Rosendo movió la cabeza para indicar que sí y agregó:
—Padre dijo que tardaría un poco más. Dijo que viniera yo a comer, que luego viene él.
El bebé tosió.
—¡Huy! ¿Ya ha terminado mi niño? A ver esa boquita… —Angustias limpió los labios del pequeño. Tras cubrirse el pecho, se puso de pie, colocó al bebé sobre su hombro y le dio suaves palmaditas en la espalda.
—¿No pruebas el pan, cielo?
—Con la comida. Me gusta el pan con la comida —contestó neutro sin apartar la vista del bebé.
Angustias dejó escapar un leve suspiro.
—Está bien, hijo, espera un momento que ya vengo.
Rosendo siguió a su madre a la otra habitación, la acompañó hasta la tosca cuna de madera que le había hecho Narcís. Angustias tapó con mimo al bebé mientras le canturreaba con dulzura. Al pequeño se le cayeron suaves los párpados. Angustias se dio la vuelta y tomando la mano de Rosendo lo condujo hasta el comedor. El hermano mayor se dejó llevar aunque sus ojos no dejaron de mirar fijamente la camita hasta que salió del dormitorio.
Narcís llegó cuando Rosendo estaba terminando de comer. Al pasarse la manga de la camisa por la frente, Angustias le dijo:
—Hoy vienes muy cansado, ¿verdad?
—Para arar hay que desbrozar el campo entero. Ya nos queda menos —contestó mientras se lavaba las manos en la palangana. Después le pidió con un gesto un trapo a Angustias—. ¿Ha comido bien el niño? —añadió tras señalar al chico, que todavía sentado recogía unas miguitas.
—Sí, ¡y con qué apetito!
—Pues, venga, ve á hacer un rato de siesta —dijo serio Narcís.
Rosendo asintió y, levantándose de la silla, se dirigió al cuarto. Mientras entraba en la habitación pudo oír unas palabras más de su padre:
—Hoy ha trabajado duro.

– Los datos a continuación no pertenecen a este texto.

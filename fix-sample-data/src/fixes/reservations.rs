//! Reservation Backfill
//!
//! Generates synthetic table reservations when the fixture has none. Dates
//! spread around the generation instant, with statuses consistent with the
//! date: past bookings are completed or cancelled, today's are in flight,
//! future ones are pending or confirmed.

use chrono::{Duration, NaiveDateTime};
use rand::Rng;
use serde_json::Map;

use crate::core::error::{FixerError, Result};
use crate::models::{Customer, Reservation, ReservationStatus};

/// Number of reservations a backfill run generates
const RESERVATION_COUNT: usize = 50;

/// Only the first N eligible customers are sampled
const CUSTOMER_POOL_SIZE: usize = 30;

/// Reservation dates fall in [today + MIN, today + MAX]
const DAY_OFFSET_MIN: i64 = -5;
const DAY_OFFSET_MAX: i64 = 10;

/// Lunch and dinner seating slots
const TIME_SLOTS: [&str; 11] = [
    "11:00 AM", "11:30 AM", "12:00 PM", "12:30 PM", "1:00 PM", "6:00 PM", "6:30 PM", "7:00 PM",
    "7:30 PM", "8:00 PM", "8:30 PM",
];

const SPECIAL_REQUESTS: [&str; 5] = [
    "Window seat preferred",
    "Birthday celebration",
    "Anniversary dinner",
    "High chair needed",
    "Wheelchair accessible",
];

/// Generate the synthetic reservation list.
///
/// `now` is the generation instant ("today" for the status rules) and `rng`
/// the randomness source; both are injected so runs can be reproduced.
/// Customers may repeat across reservations.
pub fn generate_reservations(
    customers: &[Customer],
    now: NaiveDateTime,
    rng: &mut impl Rng,
) -> Result<Vec<Reservation>> {
    let pool: Vec<&Customer> = customers
        .iter()
        .filter(|c| c.role == "customer")
        .take(CUSTOMER_POOL_SIZE)
        .collect();
    if pool.is_empty() {
        return Err(FixerError::NoEligibleCustomers);
    }

    let today = now.date();
    let mut reservations = Vec::with_capacity(RESERVATION_COUNT);

    for i in 0..RESERVATION_COUNT {
        let customer = pool[rng.gen_range(0..pool.len())];

        let days_offset = rng.gen_range(DAY_OFFSET_MIN..=DAY_OFFSET_MAX);
        let res_datetime = now + Duration::days(days_offset);
        let date = res_datetime.date();

        let status = if date < today {
            [ReservationStatus::Completed, ReservationStatus::Cancelled][rng.gen_range(0..2)]
        } else if date == today {
            [
                ReservationStatus::Confirmed,
                ReservationStatus::Seated,
                ReservationStatus::Pending,
            ][rng.gen_range(0..3)]
        } else {
            [ReservationStatus::Pending, ReservationStatus::Confirmed][rng.gen_range(0..2)]
        };

        let special_requests = if rng.gen_bool(0.7) {
            String::new()
        } else {
            SPECIAL_REQUESTS[rng.gen_range(0..SPECIAL_REQUESTS.len())].to_string()
        };

        let table_number = status
            .has_table()
            .then(|| rng.gen_range(1..=20));

        let created_at = format_timestamp(res_datetime - Duration::days(rng.gen_range(1..=7)));

        reservations.push(Reservation {
            id: format!("res{:05}", i + 1),
            table_type: "reservation".to_string(),
            user_id: customer.id.clone(),
            guest_name: customer.name.clone(),
            guest_email: customer.email.clone(),
            guest_phone: customer.phone.clone(),
            number_of_guests: rng.gen_range(2..=8),
            date,
            time_slot: TIME_SLOTS[rng.gen_range(0..TIME_SLOTS.len())].to_string(),
            special_requests,
            status,
            table_number,
            created_at,
            updated_at: format_timestamp(res_datetime),
            extra: Map::new(),
        });
    }

    Ok(reservations)
}

/// ISO-8601 with a literal UTC designator, e.g. `2025-03-14T19:30:00.000000Z`
fn format_timestamp(datetime: NaiveDateTime) -> String {
    format!("{}Z", datetime.format("%Y-%m-%dT%H:%M:%S%.6f"))
}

Mejor que descanse ahora un poco, que luego tenemos faena.
Rosendo infló el pecho.
Al ir a tumbarse sobre el camastro, oyó balbucear a su hermano. Con el rostro ceñudo, se acercó a la cuna y se asomó: el bebé se había despertado. Rosendo recordó cómo en otras ocasiones, sin motivo aparente, rompía a llorar. Ahora estaba tranquilo. Lo observó con curiosidad. Narcís hijo agitaba los bracitos mientras fruncía los labios. Entonces empezó a gimotear.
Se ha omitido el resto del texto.